16人の専門家が選ぶ「最高の軍人」たち(1~5位)

16人の専門家が選ぶ「最高の軍人」たち(1~5位)

戦果ではなく人命救助で名を残した

 3位につけたのは軍政家の永田鉄山・陸軍中将。軍指揮官として活躍したわけではないため一般の知名度は低いが、陸軍省軍務局長として総力戦体制の構築を推進した軍政家で「陸軍に永田あり」と言われた。だが、日中戦争直前(1936年)、陸軍内の皇道派と統制派の対立で皇道派の将校に陸軍省内で斬殺された。

 政治・歴史学者の前出・井上氏は「殺されなかったら、永田の下で日中戦争は回避できた可能性がある」とした。防衛省防衛研究所の石津朋之・戦史研究センター・主任研究官は「総力戦の本質を一番理解していた陸軍軍人。斬殺は惜しまれる。ただし、仮に生きていたとしても、太平洋戦争への大きな流れを変えるには至らなかっただろう」と指摘するが、2人とも「最高の軍人」の1位に永田氏を挙げた。
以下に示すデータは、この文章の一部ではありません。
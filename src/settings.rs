//! Session settings
//!
//! Loaded from an optional JSON file; missing fields fall back to defaults.

use std::path::Path;
use std::time::Duration;

use serde::{Deserialize, Serialize};

use crate::consts::*;
use crate::error::ConfigError;
use crate::sim::{Board, Direction};

/// Heading given to a fresh actor after a collision
#[derive(Debug, Clone, Copy, PartialEq, Eq, Serialize, Deserialize, Default)]
#[serde(rename_all = "snake_case")]
pub enum ResetDirection {
    /// Uniform draw over the four directions
    #[default]
    Random,
    /// Always the same heading
    Fixed(Direction),
}

impl ResetDirection {
    pub fn as_str(&self) -> &'static str {
        match self {
            ResetDirection::Random => "random",
            ResetDirection::Fixed(dir) => dir.as_str(),
        }
    }
}

/// Game settings
#[derive(Debug, Clone, PartialEq, Serialize, Deserialize)]
#[serde(default)]
pub struct Settings {
    // === Board ===
    /// Columns
    pub board_width: i32,
    /// Rows
    pub board_height: i32,

    // === Presentation ===
    /// Pixels per cell edge (for renderers)
    pub cell_size: u32,

    // === Pacing ===
    /// Simulation speed; the only difficulty knob
    pub ticks_per_second: u32,

    // === Determinism ===
    /// RNG seed, `None` to seed from entropy
    pub seed: Option<u64>,
    /// Heading after a collision reset
    pub reset_direction: ResetDirection,
}

impl Default for Settings {
    fn default() -> Self {
        Self {
            board_width: BOARD_WIDTH,
            board_height: BOARD_HEIGHT,
            cell_size: CELL_SIZE,
            ticks_per_second: TICKS_PER_SECOND,
            seed: None,
            reset_direction: ResetDirection::Random,
        }
    }
}

impl Settings {
    pub fn board(&self) -> Board {
        Board::new(self.board_width, self.board_height)
    }

    /// Wall-clock time between ticks
    pub fn tick_interval(&self) -> Duration {
        Duration::from_secs_f64(1.0 / self.ticks_per_second.max(1) as f64)
    }

    /// Check the settings describe a playable session
    pub fn validate(&self) -> Result<(), ConfigError> {
        if self.board_width <= 0 || self.board_height <= 0 {
            return Err(ConfigError::ZeroDimension {
                width: self.board_width,
                height: self.board_height,
            });
        }
        let area = self.board().area();
        if area < 2 {
            return Err(ConfigError::BoardTooSmall { area });
        }
        if self.ticks_per_second == 0 {
            return Err(ConfigError::ZeroTickRate);
        }
        if self.cell_size == 0 {
            return Err(ConfigError::ZeroCellSize);
        }
        Ok(())
    }

    /// Parse and validate settings from JSON text
    pub fn from_json(json: &str) -> Result<Self, ConfigError> {
        let settings: Self = serde_json::from_str(json)?;
        settings.validate()?;
        Ok(settings)
    }

    /// Load settings from a JSON file
    pub fn load(path: impl AsRef<Path>) -> Result<Self, ConfigError> {
        let path = path.as_ref();
        let json = std::fs::read_to_string(path).map_err(|source| ConfigError::Io {
            path: path.to_path_buf(),
            source,
        })?;
        let settings = Self::from_json(&json)?;
        log::info!("Loaded settings from {}", path.display());
        Ok(settings)
    }

    /// Write settings as pretty JSON
    pub fn save(&self, path: impl AsRef<Path>) -> Result<(), ConfigError> {
        let path = path.as_ref();
        let json = serde_json::to_string_pretty(self)?;
        std::fs::write(path, json).map_err(|source| ConfigError::Io {
            path: path.to_path_buf(),
            source,
        })?;
        log::info!("Settings saved to {}", path.display());
        Ok(())
    }
}
//! Target placement by rejection sampling

use std::collections::HashSet;

use rand::Rng;

use super::grid::{Board, Cell};
use crate::error::SimError;

/// Pick a uniformly random cell of `board` that is not in `occupied`
///
/// Both axes are drawn together on every attempt, so a candidate sharing a row
/// or column with an occupied cell is still checked as a whole cell.
/// Fails with `OutOfSpace` instead of looping when the board is full.
pub fn place<R: Rng>(
    occupied: &HashSet<Cell>,
    board: Board,
    rng: &mut R,
) -> Result<Cell, SimError> {
    let area = board.area();
    let blocked = occupied.iter().filter(|c| board.contains(**c)).count();
    if blocked >= area {
        return Err(SimError::OutOfSpace {
            occupied: blocked,
            area,
        });
    }

    loop {
        let candidate = Cell::new(
            rng.random_range(0..board.width),
            rng.random_range(0..board.height),
        );
        if !occupied.contains(&candidate) {
            return Ok(candidate);
        }
    }
}
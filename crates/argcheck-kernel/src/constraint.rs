//! Value Specifications: the constraints declared for one argument position.
//!
//! A [`ValueSpec`] is an optional [`Directive`] plus an ordered list of
//! [`Constraint`]s. Which constraints apply is decided per call by the
//! runtime category of the argument:
//!
//! | category    | constraints                                   |
//! |-------------|-----------------------------------------------|
//! | number      | `Value`, `Set`                                |
//! | text        | `Length` (characters), `Set`                  |
//! | collection  | `Length` (elements)                           |
//! | array-like  | `Length` (1-D only), `Rows`, `Columns`        |
//!
//! Constraints that do not apply to the argument's category are skipped.

use crate::value::{Number, Value};

/// A lower bound, an upper bound, or both. All bounds are inclusive.
#[derive(Debug, Clone, Copy, PartialEq)]
pub enum Bound<T> {
    Min(T),
    Max(T),
    Range(T, T),
}

/// Position-wide switches that short-circuit the constraints.
#[derive(Debug, Clone, Copy, PartialEq, Eq)]
pub enum Directive {
    /// Skip every check for this position, including the absent check.
    NoCheck,
    /// Skip every check when the argument is absent.
    AllowNone,
}

#[derive(Debug, Clone, PartialEq)]
pub enum Constraint {
    /// Numeric value bounds.
    Value(Bound<Number>),
    /// Membership of the whole value (numbers and strings).
    Set(Vec<Value>),
    /// Character count, element count, or 1-D array length.
    Length(Bound<usize>),
    /// Extent of axis 0 of an array.
    Rows(Bound<usize>),
    /// Extent of axis 1 of a two-axis array.
    Columns(Bound<usize>),
}

/// Declared Value Specification for one argument position.
///
/// ```
/// use argcheck_kernel::ValueSpec;
///
/// let spec = ValueSpec::new().range(1, 10).allow_none();
/// assert_eq!(spec.constraints.len(), 1);
/// ```
#[derive(Debug, Clone, Default, PartialEq)]
pub struct ValueSpec {
    pub directive: Option<Directive>,
    pub constraints: Vec<Constraint>,
}

impl ValueSpec {
    pub fn new() -> Self {
        Self::default()
    }

    /// A spec whose position is never checked.
    pub fn unchecked() -> Self {
        Self::new().no_check()
    }

    pub fn no_check(mut self) -> Self {
        self.directive = Some(Directive::NoCheck);
        self
    }

    pub fn allow_none(mut self) -> Self {
        self.directive = Some(Directive::AllowNone);
        self
    }

    pub fn with(mut self, constraint: Constraint) -> Self {
        self.constraints.push(constraint);
        self
    }

    pub fn range(self, low: impl Into<Number>, high: impl Into<Number>) -> Self {
        self.with(Constraint::Value(Bound::Range(low.into(), high.into())))
    }

    pub fn min_value(self, min: impl Into<Number>) -> Self {
        self.with(Constraint::Value(Bound::Min(min.into())))
    }

    pub fn max_value(self, max: impl Into<Number>) -> Self {
        self.with(Constraint::Value(Bound::Max(max.into())))
    }

    pub fn one_of<V: Into<Value>>(self, members: impl IntoIterator<Item = V>) -> Self {
        self.with(Constraint::Set(members.into_iter().map(Into::into).collect()))
    }

    pub fn min_length(self, min: usize) -> Self {
        self.with(Constraint::Length(Bound::Min(min)))
    }

    pub fn max_length(self, max: usize) -> Self {
        self.with(Constraint::Length(Bound::Max(max)))
    }

    pub fn range_length(self, low: usize, high: usize) -> Self {
        self.with(Constraint::Length(Bound::Range(low, high)))
    }

    pub fn rows_min(self, min: usize) -> Self {
        self.with(Constraint::Rows(Bound::Min(min)))
    }

    pub fn rows_max(self, max: usize) -> Self {
        self.with(Constraint::Rows(Bound::Max(max)))
    }

    pub fn rows_range(self, low: usize, high: usize) -> Self {
        self.with(Constraint::Rows(Bound::Range(low, high)))
    }

    pub fn cols_min(self, min: usize) -> Self {
        self.with(Constraint::Columns(Bound::Min(min)))
    }

    pub fn cols_max(self, max: usize) -> Self {
        self.with(Constraint::Columns(Bound::Max(max)))
    }

    pub fn cols_range(self, low: usize, high: usize) -> Self {
        self.with(Constraint::Columns(Bound::Range(low, high)))
    }
}
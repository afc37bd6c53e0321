pub mod check;
pub mod lint;
pub mod ordinal;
 4位は参謀の石原莞爾・陸軍中将。日米による『世界最終戦論』を唱え、関東軍作戦主任参謀として満蒙領有計画(満州国建国)を立案したが、日中戦争では参謀本部第一部長として不拡大方針を主張。満州国を満州人に運営させるべきと考える石原は、東条英機と決定的に対立し、太平洋戦争開戦前に予備役に編入(現役引退)された。

 前出の戦史研究センター・主任研究官の石津氏は、「東条英機との対立などでいささか過大に評価されている面もあるが、世界の潮流及び日本の実力を正確に理解していた数少ない陸軍軍人」と見る。

 5位は福島安正・陸軍大将。情報将校としてポーランド、ロシア、シベリアまで1万8000キロを騎馬で横断。その後もバルカン半島やインドなど各地の調査を行なって日清戦争では第1軍参謀を務め、日露戦争では馬賊を組織した満州義軍の総指揮を執り、ロシア軍の後方攪乱を行なった。ロシア革命を支援してロシア帝国を弱体化させる工作を行なった明石元二郎・陸軍大将(10位)らとともに情報戦で大きな功績をあげた。

 陸上自衛隊幕僚監部調査第二課長などを務めたインテリジェンスの専門家、福山隆・元陸将は「福島は明石元二郎ほど知られてはいませんが、ロシア語に堪能で、強敵ロシアとインテリジェンスで渡り合った。他にもシベリア、満州での諜報活動に従事した石光真清・陸軍少佐や海軍の広瀬武夫・中佐など日露戦争勝利の陰には日本軍のインテリジェンスを支えた軍人がいたことは見逃せません」と評価する。